Para los queridísimos peregrinos y oyentes de lengua portuguesa, un saludo cordial en Cristo Señor. Hoy deseo confiaros una palabra sobre el trabajo y sobre el hombre del trabajo. Jesús nos enseñó en Nazaret a amar el trabajo y sacrificarnos por el trabajo. Desde los tiempos apostólicos a nuestros días, el tesoro de la doctrina cristiana sobre el trabajo se ha ido enriqueciendo continuamente. Para que todos os sintáis felices en el trabajo manual o intelectual que la Providencia os confía, os voy a dar la bendición apostólica.

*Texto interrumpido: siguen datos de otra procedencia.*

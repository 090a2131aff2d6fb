//! Stack dependency graph
//!
//! Nodes live in an insertion-ordered arena keyed by [`StackId`]. Edges are
//! kept separately in a `DiGraphMap` over interned slots, pointing from a
//! dependency to its dependent. A dependency may be named before it is added
//! (forward declaration); such ids get a slot but no arena entry.

use crate::error::GraphError;
use crate::state_machine::validate_transition;
use crate::types::{StackId, StackNode, StackStatus};
use indexmap::IndexMap;
use petgraph::graphmap::DiGraphMap;
use petgraph::visit::{Dfs, Reversed};
use petgraph::Direction;
use std::cmp::Reverse;
use std::collections::{BTreeMap, BinaryHeap, HashMap};

#[derive(Debug, Clone, Copy, PartialEq, Eq, PartialOrd, Ord, Hash)]
struct Slot(u32);

/// Dependency DAG over deployable stacks
#[derive(Debug, Default, Clone)]
pub struct StackGraph {
    nodes: IndexMap<StackId, StackNode>,
    edges: DiGraphMap<Slot, ()>,
    slots: HashMap<StackId, Slot>,
    names: HashMap<Slot, StackId>,
    next_slot: u32,
}

impl StackGraph {
    /// Create an empty graph
    #[must_use]
    pub fn new() -> Self {
        Self::default()
    }

    /// Add a stack and its dependencies
    ///
    /// # Errors
    /// - `DuplicateNode` if `id` was already added
    /// - `CycleDetected` if the new edges would close a cycle; the graph is
    ///   left exactly as it was
    pub fn add_node(
        &mut self,
        id: impl Into<StackId>,
        depends_on: &[&str],
    ) -> Result<(), GraphError> {
        let id = id.into();
        if self.nodes.contains_key(&id) {
            return Err(GraphError::DuplicateNode(id));
        }
        if depends_on.iter().any(|dep| *dep == id.as_str()) {
            return Err(GraphError::CycleDetected(id));
        }

        let mut fresh = Vec::new();
        let target = self.intern(id.as_str(), &mut fresh);
        let mut added = Vec::new();
        let mut deps: Vec<StackId> = Vec::with_capacity(depends_on.len());
        for dep in depends_on {
            let slot = self.intern(dep, &mut fresh);
            if self.edges.add_edge(slot, target, ()).is_none() {
                added.push(slot);
                deps.push(StackId::from(*dep));
            }
        }

        if petgraph::algo::is_cyclic_directed(&self.edges) {
            for slot in added {
                self.edges.remove_edge(slot, target);
            }
            for slot in fresh {
                self.forget_slot(slot);
            }
            tracing::warn!(stack = %id, "rejected stack: dependency cycle");
            return Err(GraphError::CycleDetected(id));
        }

        tracing::debug!(stack = %id, dependencies = ?deps, "added stack");
        self.nodes.insert(id.clone(), StackNode::new(id, deps));
        Ok(())
    }

    /// Creation order: every dependency precedes its dependents, ties broken
    /// by insertion order
    ///
    /// # Errors
    /// - `UnknownNode` if a dependency was named but never added
    /// - `CycleDetected` if the graph is not a DAG
    pub fn topological_order(&self) -> Result<Vec<StackId>, GraphError> {
        let n = self.nodes.len();
        let mut indegree = vec![0usize; n];
        let mut dependents: Vec<Vec<usize>> = vec![Vec::new(); n];

        for (idx, node) in self.nodes.values().enumerate() {
            for dep in &node.depends_on {
                let dep_idx = self
                    .nodes
                    .get_index_of(dep)
                    .ok_or_else(|| GraphError::UnknownNode(dep.clone()))?;
                indegree[idx] += 1;
                dependents[dep_idx].push(idx);
            }
        }

        let mut ready: BinaryHeap<Reverse<usize>> = indegree
            .iter()
            .enumerate()
            .filter(|(_, d)| **d == 0)
            .map(|(i, _)| Reverse(i))
            .collect();
        let mut order = Vec::with_capacity(n);

        while let Some(Reverse(idx)) = ready.pop() {
            order.push(idx);
            for &next in &dependents[idx] {
                indegree[next] -= 1;
                if indegree[next] == 0 {
                    ready.push(Reverse(next));
                }
            }
        }

        if order.len() < n {
            let stuck = indegree
                .iter()
                .position(|d| *d > 0)
                .and_then(|i| self.nodes.get_index(i))
                .map(|(id, _)| id.clone())
                .unwrap_or_else(|| StackId::from("<unknown>"));
            return Err(GraphError::CycleDetected(stuck));
        }

        Ok(order
            .into_iter()
            .filter_map(|i| self.nodes.get_index(i).map(|(id, _)| id.clone()))
            .collect())
    }

    /// Teardown order: dependents before their dependencies
    ///
    /// # Errors
    /// Same as [`Self::topological_order`]
    pub fn teardown_order(&self) -> Result<Vec<StackId>, GraphError> {
        let mut order = self.topological_order()?;
        order.reverse();
        Ok(order)
    }

    /// Submit a stack to the provisioner (`Pending|Failed → InProgress`)
    ///
    /// # Errors
    /// `UnknownNode`, `DependencyNotReady` or `IllegalTransition`
    pub fn mark_in_progress(&mut self, id: &str) -> Result<(), GraphError> {
        self.check_dependencies_ready(id)?;
        let node = self.node_mut(id)?;
        validate_transition(&node.id, node.status, StackStatus::InProgress)?;
        node.status = StackStatus::InProgress;
        node.failure = None;
        tracing::info!(stack = %node.id, "stack provisioning started");
        Ok(())
    }

    /// Record a successful provisioning and store the stack's outputs
    ///
    /// # Errors
    /// `UnknownNode`, `DependencyNotReady` or `IllegalTransition`
    pub fn mark_ready(
        &mut self,
        id: &str,
        outputs: BTreeMap<String, String>,
    ) -> Result<(), GraphError> {
        self.check_dependencies_ready(id)?;
        let node = self.node_mut(id)?;
        validate_transition(&node.id, node.status, StackStatus::Ready)?;
        node.status = StackStatus::Ready;
        node.outputs = outputs;
        tracing::info!(stack = %node.id, outputs = node.outputs.len(), "stack ready");
        Ok(())
    }

    /// Record a provisioning failure
    ///
    /// # Errors
    /// `UnknownNode` or `IllegalTransition`
    pub fn mark_failed(&mut self, id: &str, reason: impl Into<String>) -> Result<(), GraphError> {
        let node = self.node_mut(id)?;
        validate_transition(&node.id, node.status, StackStatus::Failed)?;
        let reason = reason.into();
        tracing::error!(stack = %node.id, %reason, "stack provisioning failed");
        node.status = StackStatus::Failed;
        node.failure = Some(reason);
        Ok(())
    }

    /// Look up an output exported by a `Ready` stack
    ///
    /// # Errors
    /// - `UnknownNode` if the producer was never added
    /// - `OutputNotFound` if it is not `Ready` or lacks `key`
    pub fn resolve_output(&self, id: &str, key: &str) -> Result<String, GraphError> {
        let node = self
            .nodes
            .get(id)
            .ok_or_else(|| GraphError::UnknownNode(StackId::from(id)))?;
        if !node.is_ready() {
            return Err(GraphError::OutputNotFound {
                stack: node.id.clone(),
                key: key.to_string(),
            });
        }
        node.outputs
            .get(key)
            .cloned()
            .ok_or_else(|| GraphError::OutputNotFound {
                stack: node.id.clone(),
                key: key.to_string(),
            })
    }

    /// Outputs of the stack's direct dependencies, keyed `"<dependency>.<key>"`
    ///
    /// # Errors
    /// `UnknownNode` if `id` was never added
    pub fn dependency_outputs(&self, id: &str) -> Result<BTreeMap<String, String>, GraphError> {
        let node = self
            .nodes
            .get(id)
            .ok_or_else(|| GraphError::UnknownNode(StackId::from(id)))?;
        let mut params = BTreeMap::new();
        for dep in &node.depends_on {
            if let Some(producer) = self.nodes.get(dep).filter(|p| p.is_ready()) {
                for (key, value) in &producer.outputs {
                    params.insert(format!("{dep}.{key}"), value.clone());
                }
            }
        }
        Ok(params)
    }

    /// Whether any transitive dependency of the stack has `Failed`
    ///
    /// # Errors
    /// `UnknownNode` if `id` was never added
    pub fn is_blocked(&self, id: &str) -> Result<bool, GraphError> {
        let start = self.declared_slot(id)?;
        let upstream = Reversed(&self.edges);
        let mut dfs = Dfs::new(upstream, start);
        while let Some(slot) = dfs.next(upstream) {
            if slot == start {
                continue;
            }
            let failed = self
                .names
                .get(&slot)
                .and_then(|name| self.nodes.get(name))
                .is_some_and(|n| n.status == StackStatus::Failed);
            if failed {
                return Ok(true);
            }
        }
        Ok(false)
    }

    /// Declared stacks that directly depend on `id`
    ///
    /// # Errors
    /// `UnknownNode` if `id` was never added
    pub fn dependents(&self, id: &str) -> Result<Vec<StackId>, GraphError> {
        let slot = self.declared_slot(id)?;
        let mut out: Vec<StackId> = self
            .edges
            .neighbors_directed(slot, Direction::Outgoing)
            .filter_map(|s| self.names.get(&s))
            .filter(|name| self.nodes.contains_key(*name))
            .cloned()
            .collect();
        out.sort_by_key(|name| self.nodes.get_index_of(name));
        Ok(out)
    }

    /// Remove a torn-down stack
    ///
    /// # Errors
    /// - `UnknownNode` if `id` was never added
    /// - `HasDependents` if declared stacks still depend on it
    pub fn remove_node(&mut self, id: &str) -> Result<StackNode, GraphError> {
        let dependents = self.dependents(id)?;
        if !dependents.is_empty() {
            return Err(GraphError::HasDependents {
                stack: StackId::from(id),
                dependents,
            });
        }

        let slot = self.declared_slot(id)?;
        let upstream: Vec<Slot> = self
            .edges
            .neighbors_directed(slot, Direction::Incoming)
            .collect();
        self.forget_slot(slot);
        // Forward-declared dependencies that nothing else references
        for dep in upstream {
            let declared = self
                .names
                .get(&dep)
                .is_some_and(|name| self.nodes.contains_key(name));
            if !declared && self.edges.neighbors_directed(dep, Direction::Outgoing).next().is_none() {
                self.forget_slot(dep);
            }
        }

        let node = self
            .nodes
            .shift_remove(id)
            .ok_or_else(|| GraphError::UnknownNode(StackId::from(id)))?;
        tracing::info!(stack = %node.id, "stack removed");
        Ok(node)
    }

    /// Node by id
    #[must_use]
    pub fn node(&self, id: &str) -> Option<&StackNode> {
        self.nodes.get(id)
    }

    /// Status by id
    #[must_use]
    pub fn status(&self, id: &str) -> Option<StackStatus> {
        self.nodes.get(id).map(|n| n.status)
    }

    /// All nodes in insertion order
    pub fn nodes(&self) -> impl Iterator<Item = &StackNode> + '_ {
        self.nodes.values()
    }

    /// `(id, status)` pairs in insertion order
    #[must_use]
    pub fn statuses(&self) -> Vec<(StackId, StackStatus)> {
        self.nodes
            .values()
            .map(|n| (n.id.clone(), n.status))
            .collect()
    }

    /// Whether `id` was added
    #[must_use]
    pub fn contains(&self, id: &str) -> bool {
        self.nodes.contains_key(id)
    }

    /// Number of declared stacks
    #[must_use]
    pub fn len(&self) -> usize {
        self.nodes.len()
    }

    /// Whether no stack was added
    #[must_use]
    pub fn is_empty(&self) -> bool {
        self.nodes.is_empty()
    }

    /// Whether every declared stack is `Ready`
    #[must_use]
    pub fn all_ready(&self) -> bool {
        self.nodes.values().all(StackNode::is_ready)
    }

    fn intern(&mut self, name: &str, fresh: &mut Vec<Slot>) -> Slot {
        if let Some(slot) = self.slots.get(name) {
            return *slot;
        }
        let slot = Slot(self.next_slot);
        self.next_slot += 1;
        self.slots.insert(StackId::from(name), slot);
        self.names.insert(slot, StackId::from(name));
        self.edges.add_node(slot);
        fresh.push(slot);
        slot
    }

    fn forget_slot(&mut self, slot: Slot) {
        self.edges.remove_node(slot);
        if let Some(name) = self.names.remove(&slot) {
            self.slots.remove(&name);
        }
    }

    fn declared_slot(&self, id: &str) -> Result<Slot, GraphError> {
        if !self.nodes.contains_key(id) {
            return Err(GraphError::UnknownNode(StackId::from(id)));
        }
        self.slots
            .get(id)
            .copied()
            .ok_or_else(|| GraphError::UnknownNode(StackId::from(id)))
    }

    fn node_mut(&mut self, id: &str) -> Result<&mut StackNode, GraphError> {
        self.nodes
            .get_mut(id)
            .ok_or_else(|| GraphError::UnknownNode(StackId::from(id)))
    }

    fn check_dependencies_ready(&self, id: &str) -> Result<(), GraphError> {
        let node = self
            .nodes
            .get(id)
            .ok_or_else(|| GraphError::UnknownNode(StackId::from(id)))?;
        let unready = node
            .depends_on
            .iter()
            .find(|dep| !self.nodes.get(*dep).is_some_and(StackNode::is_ready));
        match unready {
            Some(dep) => Err(GraphError::DependencyNotReady {
                stack: node.id.clone(),
                dependency: dep.clone(),
            }),
            None => Ok(()),
        }
    }
}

Un saludo afectuoso deseo dirigir también a los varios grupos de peregrinos procedentes de distintas regiones de Italia. Saludo en particular al grupo de sacerdotes de la diócesis de Novara y al de religiosas de la congregación de salesianas del Sagrado Corazón; a los peregrinos venidos de Corte de' Frati, Conegliano Véneto, Venecia-Lido, Villapiana y Mezzoiuso, y también a los funcionarios y empleados de la Caja de Ahorros de la Marca Trevisana de Treviso. A todos, queridísimos hermanos y hermanas, auguro sinceramente que en los ambientes múltiples y varios en que la Providencia divina os ha situado, deis testimonio convencido y coherente de fe cristiana, que debe animar y orientar vuestra concepción de la vida y las consiguientes opciones morales que estáis llamados a hacer a diario. Mi bendición apostólica os sirva de estímulo y consuelo ahora y siempre.

(En polaco)

Veo muchos escritos en polaco; pienso que estarán todos en mi lista de peregrinaciones. Quiero nombrarlos: la peregrinación de pastoral académica de Siedlce; el grupo folklórico "Bartós Obrochta" de Podhale; la peregrinación de la parroquia de San Juan Cancio de Poznam; el grupo de empleados de la Oficina central de Estadística de Varsovia; el grupo de ferroviarios de Cracovia, el grupo del "Klub Inteligencji Katolickiei" de Varsovia; el grupo "Solidarnosc" de empleados de la radio y televisión polacas; los representantes de las empresas de Cracovia y Lublín; el grupo de ingenieros y técnicos sanitarios de Gdansk y Poznam; la peregrinación de Katowice y Tarnowskie Góry; el grupo de estudiantes de Lublín y Torun; la peregrinación de la parroquia de San José de Torun; y peregrinos de varias ciudades y pueblos de todo el país. La lista es bastante larga. Hablando en italiano al principio, he recordado dos festividades de anteayer y ayer, la festividad de la Exaltación de la Santa Cruz y la festividad de la Virgen Santísima de los Dolores. Son dos fiestas de septiembre muy cercanas a nosotros. La primera, Exaltación de la Santa Cruz, para mí va siempre unida al recuerdo del santuario de Mogila; hoy este santuario forma parte del territorio de Nueva Huta. Y la otra, a tantos lugares; por ejemplo, a la iglesia de la Virgen Santísima de los Dolores de los franciscanos de Cracovia, y a la de la Santísima Virgen Dolorosa de Staniatki. Y esto según lo que me acuerdo y limitándome a cierto territorio. Pero pienso que estas dos festividades, estos dos misterios de la fe —la Santa Cruz y la Santísima Virgen María de los 'Dolores—, han dejado una impronta muy profunda en nuestra religiosidad y espiritualidad. Por ello nos son tan cercanas y nos dicen' mucho. La Exaltación de la Santa Cruz es el misterio maravilloso de cómo el hombre crece a través de la cruz de Cristo. La de la Virgen Santísima Dolorosa es el recuerdo de cómo nos va enseñando María a crecer por medio de la cruz; y a la cruz va vinculada siempre la Redención. A través de la cruz, la resurrección de Cristo. Por tanto, recordando lo que estos misterios me han dado y con cuánta profundidad han formado mi alma de cristiano y sacerdote, en esta ocasión deseo que sigan trabajando en nuestros corazones, en la conciencia de mis compatriotas. A todos mis compatriotas aquí presentes y, por ellos, a todos los que están en la patria o fuera de ella, va mi saludo afectuoso con mi bendición papal.